All of the discussion is now a part of the revamped
`Note [Renaming associated types]` in `GHC.Rename.Module`.

A different design would be to make associated type family instances have
completely separate scoping from the parent instance declaration, much like
how associated type family default declarations work today. See the discussion
beginning at https://gitlab.haskell.org/ghc/ghc/-/issues/18021#note_265729 for
more on this point. This, however, would break even more programs that are
accepted today and likely warrants a GHC proposal before going forward. In the
meantime, this patch fixes the issue described in #18021 in the least invasive
way possible.

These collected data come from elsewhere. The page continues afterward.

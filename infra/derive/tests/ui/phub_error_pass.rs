use phub_derive::phub_error;
use std::borrow::Cow;

#[phub_error]
pub enum FeedError {
    #[error("Feed parse error{}: {source}", format_context(.context))]
    Parse {
        #[source]
        source: std::num::ParseIntError,
        context: Option<Cow<'static, str>>,
    },

    #[error("Record not found{}: {message}", format_context(.context))]
    NotFound { message: Cow<'static, str>, context: Option<Cow<'static, str>> },

    #[error("Internal feed error{}: {message}", format_context(.context))]
    Internal { message: Cow<'static, str>, context: Option<Cow<'static, str>> },
}

fn parse_id(raw: &str) -> Result<i64, FeedError> {
    raw.parse::<i64>().context("Parsing carrier id")
}

fn main() {
    let err = parse_id("abc").unwrap_err();
    assert_eq!(err.kind(), "Parse");
    assert!(err.to_string().contains("(Parsing carrier id)"));

    let missing: Result<(), FeedError> =
        Err(FeedError::NotFound { message: "id 7".into(), context: None });
    let err = missing.context("Renaming").unwrap_err();
    assert_eq!(err.to_string(), "Record not found (Renaming): id 7");

    let internal: FeedError = "broken invariant".into();
    assert_eq!(internal.kind(), "Internal");

    let converted: FeedError = "12x".parse::<i64>().unwrap_err().into();
    assert!(matches!(converted, FeedError::Parse { context: None, .. }));
}
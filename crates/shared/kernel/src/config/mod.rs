use config::{Config, Environment, File};
use phub_domain::constants::{PACKETA_DYNAMIC, PACKETERY};
use serde::de::DeserializeOwned;
use std::borrow::Cow;
use std::path::{Path, PathBuf};
use tracing::info;

const DEFAULT_CONFIG_FILE: &str = "shipping";
const ENV_PREFIX: &str = "PHUB";
const LIST_SEPARATOR: &str = ",";

/// Custom error type for config loading.
#[phub_derive::phub_error]
pub enum ConfigError {
    #[error("Config error{}: {source}", format_context(.context))]
    Config { source: config::ConfigError, context: Option<Cow<'static, str>> },
}

/// A reusable configuration loader that combines file-based settings with environment overrides.
///
/// Layers, lowest first:
/// 1. **Base File**: settings from a file (e.g., `shipping.toml`). Defaults to `"shipping"`
///    in the working directory; any format the `config` crate recognises by extension works.
/// 2. **Environment Overrides**: variables prefixed with `PHUB__`. Nested structures use
///    double underscores (e.g., `PHUB__DYNAMIC__ENABLED=false` maps to `dynamic.enabled`).
///
/// # Errors
/// Returns [`ConfigError::Config`] if the file cannot be found, or its content
/// (after environment overrides) does not match the structure of `T`.
///
/// # Example
/// ```rust
/// use phub_kernel::config::load_config;
///
/// #[derive(Default, serde::Deserialize)]
/// struct QuoteConfig {
///     weight: f64,
/// }
///
/// let cfg: QuoteConfig = load_config(Some("config/local")).unwrap_or_default();
/// ```
pub fn load_config<T>(path: Option<impl AsRef<Path>>) -> Result<T, ConfigError>
where
    T: DeserializeOwned,
{
    load_config_with(path, environment())
}

/// The `PHUB__` environment source used by [`load_config`].
///
/// Values are parsed into booleans and numbers before deserialization. `allowed_methods`
/// of the built-in carriers take a comma separated list
/// (e.g. `PHUB__CARRIERS__PACKETERY__ALLOWED_METHODS=pickupPointDelivery,addressDelivery`).
#[must_use]
pub fn environment() -> Environment {
    let mut env = Environment::with_prefix(ENV_PREFIX)
        .prefix_separator("__")
        .separator("__")
        .convert_case(config::Case::Snake)
        .try_parsing(true)
        .list_separator(LIST_SEPARATOR);

    for family in [PACKETERY, PACKETA_DYNAMIC] {
        let key = format!("carriers.{}.allowed_methods", family.to_lowercase());
        env = env.with_list_parse_key(&key);
    }
    env
}

/// Same as [`load_config`], with an explicit environment source.
///
/// # Errors
/// See [`load_config`].
pub fn load_config_with<T>(
    path: Option<impl AsRef<Path>>,
    environment: Environment,
) -> Result<T, ConfigError>
where
    T: DeserializeOwned,
{
    let effective_path =
        path.map_or_else(|| PathBuf::from(DEFAULT_CONFIG_FILE), |p| p.as_ref().to_path_buf());

    let builder = Config::builder()
        .add_source(File::from(effective_path.as_path()).required(true))
        .add_source(environment);

    info!("Loading config from {}", effective_path.display());

    let config = builder
        .build()
        .context("Failed to build config")?
        .try_deserialize::<T>()
        .context("Failed to deserialize config")?;

    Ok(config)
}
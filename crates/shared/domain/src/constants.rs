//! Well-known family names and the built-in Packeta destination data.

/// Statically implemented Packeta family.
pub const PACKETERY: &str = "Packetery";
/// Generic family aggregating feed-sourced carriers.
pub const PACKETA_DYNAMIC: &str = "PacketeryPacketaDynamic";

/// Settings path prefix; carrier settings live under `carriers/<code>`.
pub const CARRIERS_PATH: &str = "carriers";

/// Countries with Packeta pickup point coverage.
pub const PICKUP_POINT_COUNTRIES: [&str; 4] = ["CZ", "SK", "HU", "RO"];

/// Packeta home delivery carrier ids per country.
pub const ADDRESS_DELIVERY_POINTS: [(&str, i64); 4] =
    [("CZ", 106), ("SK", 131), ("HU", 4159), ("RO", 4161)];
#![allow(dead_code)]

use parking_lot::Mutex;
use phub_carriers::{
    CarrierConfig, CarrierFacade, CarrierQuery, DirectoryError, DynamicCarrierStore, FlatPricing,
    MemoryCarrierStore, MethodLabels, PricingError, PricingService,
};
use phub_domain::config::{CarrierSettings, FamilyConfig, ShippingConfig};
use phub_domain::constants::PACKETA_DYNAMIC;
use phub_domain::method::Method;
use phub_domain::rate::{RateRequest, RateResult};
use phub_domain::record::DynamicCarrierRecord;
use std::sync::Arc;

pub const DYNAMIC_CODE: &str = "packeteryPacketaDynamic";
pub const STATIC_CODE: &str = "packetery";

/// One observed pricing call.
#[derive(Debug, Clone, PartialEq)]
pub struct PricingCall {
    pub carrier_code: String,
    pub carrier_title: String,
    pub methods: MethodLabels,
    pub dynamic_carrier_id: Option<i64>,
}

/// Flat-price pricing that records every call.
#[derive(Debug, Default)]
pub struct RecordingPricing {
    calls: Mutex<Vec<PricingCall>>,
}

impl RecordingPricing {
    pub fn calls(&self) -> Vec<PricingCall> {
        self.calls.lock().clone()
    }

    pub fn dynamic_calls(&self) -> Vec<PricingCall> {
        self.calls().into_iter().filter(|c| c.dynamic_carrier_id.is_some()).collect()
    }
}

impl PricingService for RecordingPricing {
    fn collect_rates(
        &self,
        request: &RateRequest,
        carrier_code: &str,
        config: &CarrierConfig,
        methods: &MethodLabels,
        dynamic_carrier_id: Option<i64>,
    ) -> Result<RateResult, PricingError> {
        self.calls.lock().push(PricingCall {
            carrier_code: carrier_code.to_owned(),
            carrier_title: config.title().to_owned(),
            methods: methods.clone(),
            dynamic_carrier_id,
        });
        FlatPricing::new(1.0).collect_rates(
            request,
            carrier_code,
            config,
            methods,
            dynamic_carrier_id,
        )
    }
}

/// Pricing backend that is always down.
#[derive(Debug)]
pub struct FailingPricing;

impl PricingService for FailingPricing {
    fn collect_rates(
        &self,
        _request: &RateRequest,
        _carrier_code: &str,
        _config: &CarrierConfig,
        _methods: &MethodLabels,
        _dynamic_carrier_id: Option<i64>,
    ) -> Result<RateResult, PricingError> {
        Err(PricingError::Internal { message: "tariff backend unavailable".into(), context: None })
    }
}

/// Store that answers queries in insertion order.
#[derive(Debug)]
pub struct OrderedStore(pub Vec<DynamicCarrierRecord>);

impl DynamicCarrierStore for OrderedStore {
    fn query(&self, query: &CarrierQuery) -> Result<Vec<DynamicCarrierRecord>, DirectoryError> {
        Ok(self.0.iter().filter(|r| query.matches(r)).cloned().collect())
    }

    fn update_name(&self, _query: &CarrierQuery, _name: &str) -> Result<usize, DirectoryError> {
        Err(DirectoryError::Store { message: "read-only store".into(), context: None })
    }
}

pub fn record(id: i64, country: &str, method: Method) -> DynamicCarrierRecord {
    DynamicCarrierRecord::new(id, country, method, format!("Carrier {id}"))
}

/// Both carriers active; the dynamic family restricted to `dynamic_allowed` (empty = unrestricted).
pub fn settings(dynamic_allowed: &[Method]) -> ShippingConfig {
    let mut config = ShippingConfig::default();
    config.carriers.insert(
        STATIC_CODE.to_owned(),
        CarrierSettings {
            active: Some(true),
            title: Some("Packeta".into()),
            max_weight: Some(10.0),
            ..CarrierSettings::default()
        },
    );
    config.carriers.insert(
        DYNAMIC_CODE.to_owned(),
        CarrierSettings {
            active: Some(true),
            title: Some("Packeta carriers".into()),
            allowed_methods: (!dynamic_allowed.is_empty()).then(|| dynamic_allowed.to_vec()),
            max_weight: None,
        },
    );
    config
}

pub fn facade_over(
    store: Arc<dyn DynamicCarrierStore>,
    config: &ShippingConfig,
    pricing: Arc<dyn PricingService>,
) -> CarrierFacade {
    CarrierFacade::builder(pricing)
        .static_family(&FamilyConfig::packetery())
        .dynamic_family(PACKETA_DYNAMIC, store)
        .build(config)
        .expect("facade builds")
}

pub fn facade(
    records: Vec<DynamicCarrierRecord>,
    dynamic_allowed: &[Method],
    pricing: Arc<RecordingPricing>,
) -> CarrierFacade {
    facade_over(
        Arc::new(MemoryCarrierStore::from_records(records)),
        &settings(dynamic_allowed),
        pricing,
    )
}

There are programs that are accepted today that will no longer
be accepted after this patch, but they are arguably pathological programs, and
they are simple to repair.

Fixes #18021.

- - - - -


8 changed files:

- compiler/GHC/Rename/Module.hs
- docs/users_guide/9.2.1-notes.rst
- testsuite/tests/indexed-types/should_fail/T5515.stderr
- + testsuite/tests/polykinds/T9574.stderr
- testsuite/tests/polykinds/all.T
- + testsuite/tests/rename/should_fail/T18021.hs
- + testsuite/tests/rename/should_fail/T18021.stderr
- testsuite/tests/rename/should_fail/all.T


Changes:

=====================================
compiler/GHC/Rename/Module.hs
=====================================
@@ -725,10 +725,24 @@ rnFamEqn doc atfi rhs_kvars
              --     of the instance decl.  See
              --     Note [Unused type variables in family instances]
        ; let nms_used = extendNameSetList rhs_fvs $
-                           inst_tvs ++ nms_dups
+                           nms_dups {- (a) -} ++ inst_head_tvs {- (b) -}
              all_nms = hsOuterTyVarNames rn_outer_bndrs'
        ; warnUnusedTypePatterns all_nms nms_used
 
+         -- For associated family instances, if a type variable from the
+         -- parent instance declaration is mentioned on the RHS of the
+         -- associated family instance but not bound on the LHS, then reject
+         -- that type variable as being out of scope.
+         -- See Note [Renaming associated types]
+       ; let lhs_bound_vars = extendNameSetList pat_fvs all_nms
+             improperly_scoped cls_tkv =
+                  cls_tkv `elemNameSet` rhs_fvs
+                    -- Mentioned on the RHS...
+               && not (cls_tkv `elemNameSet` lhs_bound_vars)
+                    -- ...but not bound on the LHS.
+             bad_tvs = filter improperly_scoped inst_head_tvs
+       ; unless (null bad_tvs) (badAssocRhs bad_tvs)
+
        ; let eqn_fvs = rhs_fvs `plusFV` pat_fvs
              -- See Note [Type family equations and occurrences]
              all_fvs = case atfi of
@@ -754,10 +768,10 @@ rnFamEqn doc atfi rhs_kvars
 
     -- The type variables from the instance head, if we are dealing with an
     -- associated type family instance.
-    inst_tvs = case atfi of
-      NonAssocTyFamEqn _        -> []
-      AssocTyFamDeflt _         -> []
-      AssocTyFamInst _ inst_tvs -> inst_tvs
+    inst_head_tvs = case atfi of
+      NonAssocTyFamEqn _             -> []
+      AssocTyFamDeflt _              -> []
+      AssocTyFamInst _ inst_head_tvs -> inst_head_tvs
 
     pat_kity_vars_with_dups = extractHsTyArgRdrKiTyVars pats
              -- It is crucial that extractHsTyArgRdrKiTyVars return
@@ -774,6 +788,13 @@ rnFamEqn doc atfi rhs_kvars
       [loc]      -> loc
       (loc:locs) -> loc `combineSrcSpans` last locs
 
+    badAssocRhs :: [Name] -> RnM ()
+    badAssocRhs ns
+      = addErr (hang (text "The RHS of an associated type declaration mentions"
+                      <+> text "out-of-scope variable" <> plural ns
+                      <+> pprWithCommas (quotes . ppr) ns)
+                   2 (text "All such variables must be bound on the LHS"))
+
 rnTyFamInstDecl :: AssocTyFamInfo
                 -> TyFamInstDecl GhcPs
                 -> RnM (TyFamInstDecl GhcRn, FreeVars)
@@ -927,58 +948,155 @@ Relevant tickets: #3699, #10586, #10982 and #11451.
 
 Note [Renaming associated types]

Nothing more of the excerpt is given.